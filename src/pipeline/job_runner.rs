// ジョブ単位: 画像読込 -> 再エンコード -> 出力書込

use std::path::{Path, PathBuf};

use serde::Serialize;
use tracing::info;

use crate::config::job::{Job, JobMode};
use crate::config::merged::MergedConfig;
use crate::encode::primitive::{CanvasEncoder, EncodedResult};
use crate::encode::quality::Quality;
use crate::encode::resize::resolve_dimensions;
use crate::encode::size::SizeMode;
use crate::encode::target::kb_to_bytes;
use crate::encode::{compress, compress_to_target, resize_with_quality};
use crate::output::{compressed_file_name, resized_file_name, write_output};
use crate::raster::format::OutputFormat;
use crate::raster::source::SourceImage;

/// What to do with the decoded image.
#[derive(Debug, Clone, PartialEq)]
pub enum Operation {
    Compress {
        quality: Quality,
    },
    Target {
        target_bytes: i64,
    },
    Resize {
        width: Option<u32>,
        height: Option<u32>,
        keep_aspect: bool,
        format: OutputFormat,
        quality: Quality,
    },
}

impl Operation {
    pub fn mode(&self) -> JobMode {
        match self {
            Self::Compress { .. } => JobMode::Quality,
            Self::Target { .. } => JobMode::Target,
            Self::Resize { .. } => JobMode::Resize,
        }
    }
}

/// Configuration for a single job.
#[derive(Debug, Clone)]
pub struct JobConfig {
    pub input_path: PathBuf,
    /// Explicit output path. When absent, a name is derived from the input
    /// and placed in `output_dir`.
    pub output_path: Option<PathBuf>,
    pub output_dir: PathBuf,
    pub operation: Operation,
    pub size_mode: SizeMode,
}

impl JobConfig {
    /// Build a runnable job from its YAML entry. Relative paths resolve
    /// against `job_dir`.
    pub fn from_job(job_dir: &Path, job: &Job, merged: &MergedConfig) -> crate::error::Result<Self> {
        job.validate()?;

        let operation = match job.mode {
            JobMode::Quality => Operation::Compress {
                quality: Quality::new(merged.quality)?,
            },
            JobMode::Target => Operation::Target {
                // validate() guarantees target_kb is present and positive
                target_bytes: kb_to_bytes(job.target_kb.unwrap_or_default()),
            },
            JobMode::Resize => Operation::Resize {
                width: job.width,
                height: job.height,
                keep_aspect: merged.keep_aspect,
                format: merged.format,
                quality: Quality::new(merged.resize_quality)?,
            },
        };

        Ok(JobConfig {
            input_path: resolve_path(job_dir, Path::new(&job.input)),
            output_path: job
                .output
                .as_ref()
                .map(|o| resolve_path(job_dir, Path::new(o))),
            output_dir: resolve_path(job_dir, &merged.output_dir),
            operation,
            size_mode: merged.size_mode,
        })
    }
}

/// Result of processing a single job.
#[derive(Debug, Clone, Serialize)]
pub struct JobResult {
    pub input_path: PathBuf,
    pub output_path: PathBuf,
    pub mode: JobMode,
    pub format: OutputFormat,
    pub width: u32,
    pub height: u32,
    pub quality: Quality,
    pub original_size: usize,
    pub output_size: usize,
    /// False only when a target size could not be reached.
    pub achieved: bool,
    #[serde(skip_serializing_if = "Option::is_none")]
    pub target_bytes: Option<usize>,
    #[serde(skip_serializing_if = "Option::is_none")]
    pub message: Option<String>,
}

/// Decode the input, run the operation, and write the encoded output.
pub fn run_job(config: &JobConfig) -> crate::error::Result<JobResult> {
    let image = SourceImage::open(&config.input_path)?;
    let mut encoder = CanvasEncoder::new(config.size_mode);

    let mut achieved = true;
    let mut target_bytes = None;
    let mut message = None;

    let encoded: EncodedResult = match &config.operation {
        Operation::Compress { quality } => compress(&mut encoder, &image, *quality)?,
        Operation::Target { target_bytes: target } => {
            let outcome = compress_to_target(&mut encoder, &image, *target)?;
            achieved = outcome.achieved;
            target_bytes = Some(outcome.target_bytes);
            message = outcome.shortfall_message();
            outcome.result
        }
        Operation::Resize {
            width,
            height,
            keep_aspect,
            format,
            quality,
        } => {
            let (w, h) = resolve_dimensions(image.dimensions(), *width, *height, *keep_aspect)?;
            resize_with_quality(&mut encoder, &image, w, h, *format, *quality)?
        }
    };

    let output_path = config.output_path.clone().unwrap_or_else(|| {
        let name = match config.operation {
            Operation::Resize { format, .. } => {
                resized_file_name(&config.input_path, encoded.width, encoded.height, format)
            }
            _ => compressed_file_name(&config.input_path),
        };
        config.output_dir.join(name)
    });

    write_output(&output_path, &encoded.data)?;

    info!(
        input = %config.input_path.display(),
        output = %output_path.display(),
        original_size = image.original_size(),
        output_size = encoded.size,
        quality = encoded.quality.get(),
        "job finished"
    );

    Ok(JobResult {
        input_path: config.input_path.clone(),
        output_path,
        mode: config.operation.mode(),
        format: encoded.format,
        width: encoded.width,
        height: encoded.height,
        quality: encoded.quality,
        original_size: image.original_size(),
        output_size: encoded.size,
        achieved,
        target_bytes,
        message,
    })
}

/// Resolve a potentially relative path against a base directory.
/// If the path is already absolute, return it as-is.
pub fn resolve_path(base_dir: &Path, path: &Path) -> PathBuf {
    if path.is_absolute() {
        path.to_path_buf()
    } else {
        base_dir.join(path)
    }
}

==

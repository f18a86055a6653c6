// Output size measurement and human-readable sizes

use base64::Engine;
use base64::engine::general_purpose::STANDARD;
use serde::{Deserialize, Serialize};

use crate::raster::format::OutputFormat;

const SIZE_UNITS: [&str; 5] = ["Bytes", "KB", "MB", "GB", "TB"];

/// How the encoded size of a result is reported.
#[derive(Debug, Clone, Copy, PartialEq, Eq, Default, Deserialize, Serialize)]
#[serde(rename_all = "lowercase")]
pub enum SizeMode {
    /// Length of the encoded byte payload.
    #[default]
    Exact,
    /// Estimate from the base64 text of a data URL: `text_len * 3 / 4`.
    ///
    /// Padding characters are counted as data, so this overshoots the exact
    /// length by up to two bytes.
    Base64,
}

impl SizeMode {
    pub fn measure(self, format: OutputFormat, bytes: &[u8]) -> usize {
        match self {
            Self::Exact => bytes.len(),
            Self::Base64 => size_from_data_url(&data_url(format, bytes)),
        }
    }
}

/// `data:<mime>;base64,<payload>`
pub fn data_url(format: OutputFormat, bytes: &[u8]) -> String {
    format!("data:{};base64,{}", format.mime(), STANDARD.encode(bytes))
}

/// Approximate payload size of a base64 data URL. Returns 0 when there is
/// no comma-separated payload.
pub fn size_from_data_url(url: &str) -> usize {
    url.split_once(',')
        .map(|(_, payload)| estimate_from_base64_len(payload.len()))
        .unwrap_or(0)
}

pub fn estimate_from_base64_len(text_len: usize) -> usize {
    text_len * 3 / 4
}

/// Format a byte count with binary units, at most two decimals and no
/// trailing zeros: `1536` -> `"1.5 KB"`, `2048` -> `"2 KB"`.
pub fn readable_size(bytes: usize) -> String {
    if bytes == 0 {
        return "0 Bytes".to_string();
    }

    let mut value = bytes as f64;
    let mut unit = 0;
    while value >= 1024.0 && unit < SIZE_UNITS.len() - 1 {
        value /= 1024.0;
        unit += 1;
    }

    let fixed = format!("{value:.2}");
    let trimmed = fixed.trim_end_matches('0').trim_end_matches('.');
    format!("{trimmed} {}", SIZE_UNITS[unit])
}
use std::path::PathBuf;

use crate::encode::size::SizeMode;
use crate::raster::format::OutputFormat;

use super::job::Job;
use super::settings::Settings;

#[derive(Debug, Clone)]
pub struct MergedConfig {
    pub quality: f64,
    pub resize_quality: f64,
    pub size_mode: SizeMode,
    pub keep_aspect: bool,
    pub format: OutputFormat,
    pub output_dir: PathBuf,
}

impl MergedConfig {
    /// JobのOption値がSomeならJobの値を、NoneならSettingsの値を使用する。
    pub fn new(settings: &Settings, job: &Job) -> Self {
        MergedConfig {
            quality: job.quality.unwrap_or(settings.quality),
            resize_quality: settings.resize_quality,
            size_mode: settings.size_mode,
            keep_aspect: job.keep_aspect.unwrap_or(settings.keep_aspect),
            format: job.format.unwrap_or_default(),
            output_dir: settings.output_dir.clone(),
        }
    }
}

==

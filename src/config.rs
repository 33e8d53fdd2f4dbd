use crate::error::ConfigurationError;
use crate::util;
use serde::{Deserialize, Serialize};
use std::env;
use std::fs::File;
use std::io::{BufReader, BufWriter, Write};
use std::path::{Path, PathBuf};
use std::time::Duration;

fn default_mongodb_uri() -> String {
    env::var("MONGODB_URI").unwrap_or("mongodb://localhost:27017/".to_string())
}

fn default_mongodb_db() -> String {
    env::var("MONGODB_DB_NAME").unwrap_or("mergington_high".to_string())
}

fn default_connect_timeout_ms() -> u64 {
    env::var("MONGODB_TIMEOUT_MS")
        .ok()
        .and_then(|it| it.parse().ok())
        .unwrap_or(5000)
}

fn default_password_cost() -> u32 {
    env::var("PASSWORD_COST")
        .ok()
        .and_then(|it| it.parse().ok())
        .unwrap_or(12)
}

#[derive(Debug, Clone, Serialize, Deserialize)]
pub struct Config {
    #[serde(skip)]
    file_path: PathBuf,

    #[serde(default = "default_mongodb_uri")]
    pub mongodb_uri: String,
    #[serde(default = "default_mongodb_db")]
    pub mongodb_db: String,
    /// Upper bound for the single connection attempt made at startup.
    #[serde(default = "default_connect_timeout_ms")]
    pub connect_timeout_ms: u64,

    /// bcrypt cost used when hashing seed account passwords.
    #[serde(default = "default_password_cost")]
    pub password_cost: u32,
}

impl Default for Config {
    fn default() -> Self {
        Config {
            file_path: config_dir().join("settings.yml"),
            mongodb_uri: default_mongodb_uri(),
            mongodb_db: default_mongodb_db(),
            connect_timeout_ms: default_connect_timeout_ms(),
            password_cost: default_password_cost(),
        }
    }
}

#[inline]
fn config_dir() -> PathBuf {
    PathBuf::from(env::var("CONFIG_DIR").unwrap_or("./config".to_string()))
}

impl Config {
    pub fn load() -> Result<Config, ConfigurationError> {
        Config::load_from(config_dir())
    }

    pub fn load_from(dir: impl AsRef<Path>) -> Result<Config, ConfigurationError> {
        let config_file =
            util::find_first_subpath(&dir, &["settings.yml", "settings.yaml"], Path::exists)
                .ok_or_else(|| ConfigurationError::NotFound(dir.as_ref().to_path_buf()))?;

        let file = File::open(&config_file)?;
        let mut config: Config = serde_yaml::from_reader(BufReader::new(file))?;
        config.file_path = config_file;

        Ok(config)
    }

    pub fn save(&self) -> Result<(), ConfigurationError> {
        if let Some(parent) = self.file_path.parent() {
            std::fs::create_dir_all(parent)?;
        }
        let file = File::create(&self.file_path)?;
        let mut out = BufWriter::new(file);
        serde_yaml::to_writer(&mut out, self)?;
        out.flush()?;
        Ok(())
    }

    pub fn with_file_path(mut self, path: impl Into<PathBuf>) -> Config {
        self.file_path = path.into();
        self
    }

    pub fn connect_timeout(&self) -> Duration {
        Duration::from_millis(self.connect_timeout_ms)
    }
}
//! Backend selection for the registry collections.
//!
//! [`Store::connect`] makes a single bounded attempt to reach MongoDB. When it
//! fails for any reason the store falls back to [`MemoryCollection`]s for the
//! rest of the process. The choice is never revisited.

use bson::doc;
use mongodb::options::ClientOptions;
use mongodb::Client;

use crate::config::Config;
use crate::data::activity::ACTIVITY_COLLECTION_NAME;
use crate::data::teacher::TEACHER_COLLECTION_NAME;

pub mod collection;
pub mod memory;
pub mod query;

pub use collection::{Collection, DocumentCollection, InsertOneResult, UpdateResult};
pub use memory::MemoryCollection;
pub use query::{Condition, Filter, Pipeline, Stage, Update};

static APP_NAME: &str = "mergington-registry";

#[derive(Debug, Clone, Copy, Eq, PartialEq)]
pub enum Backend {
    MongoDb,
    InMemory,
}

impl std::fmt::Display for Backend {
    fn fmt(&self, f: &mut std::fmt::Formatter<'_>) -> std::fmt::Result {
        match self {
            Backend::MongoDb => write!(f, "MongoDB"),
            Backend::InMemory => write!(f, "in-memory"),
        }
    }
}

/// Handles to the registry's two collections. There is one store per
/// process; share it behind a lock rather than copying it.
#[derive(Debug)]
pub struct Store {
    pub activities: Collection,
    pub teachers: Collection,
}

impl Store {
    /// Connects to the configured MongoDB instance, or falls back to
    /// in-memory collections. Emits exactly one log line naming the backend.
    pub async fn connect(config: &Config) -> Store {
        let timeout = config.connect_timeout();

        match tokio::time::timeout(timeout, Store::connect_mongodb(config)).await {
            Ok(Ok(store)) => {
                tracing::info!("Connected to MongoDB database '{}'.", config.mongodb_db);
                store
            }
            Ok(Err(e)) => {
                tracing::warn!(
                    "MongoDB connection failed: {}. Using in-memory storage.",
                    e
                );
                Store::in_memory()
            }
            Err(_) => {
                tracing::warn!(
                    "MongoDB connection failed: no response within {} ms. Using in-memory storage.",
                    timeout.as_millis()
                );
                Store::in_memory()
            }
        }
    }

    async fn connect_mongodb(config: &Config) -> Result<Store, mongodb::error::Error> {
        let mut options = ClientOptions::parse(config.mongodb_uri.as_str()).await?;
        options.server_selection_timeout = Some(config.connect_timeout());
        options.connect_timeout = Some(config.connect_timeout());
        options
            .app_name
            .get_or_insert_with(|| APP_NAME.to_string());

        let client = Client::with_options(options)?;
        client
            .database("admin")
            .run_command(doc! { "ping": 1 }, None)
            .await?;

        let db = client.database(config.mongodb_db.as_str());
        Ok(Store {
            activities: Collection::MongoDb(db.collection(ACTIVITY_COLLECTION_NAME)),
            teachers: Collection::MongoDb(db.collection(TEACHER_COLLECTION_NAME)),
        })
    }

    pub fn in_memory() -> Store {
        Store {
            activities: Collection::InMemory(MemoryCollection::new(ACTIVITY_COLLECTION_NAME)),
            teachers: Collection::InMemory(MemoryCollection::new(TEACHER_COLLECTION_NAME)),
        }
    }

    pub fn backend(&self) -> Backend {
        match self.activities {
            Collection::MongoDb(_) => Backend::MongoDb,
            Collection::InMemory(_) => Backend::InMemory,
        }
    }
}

Task instructions:
What lines in the data include the string "enum"? Copy each one.

Exercise response:
pub enum Operation {
pub enum SizeMode {
pub enum Backend {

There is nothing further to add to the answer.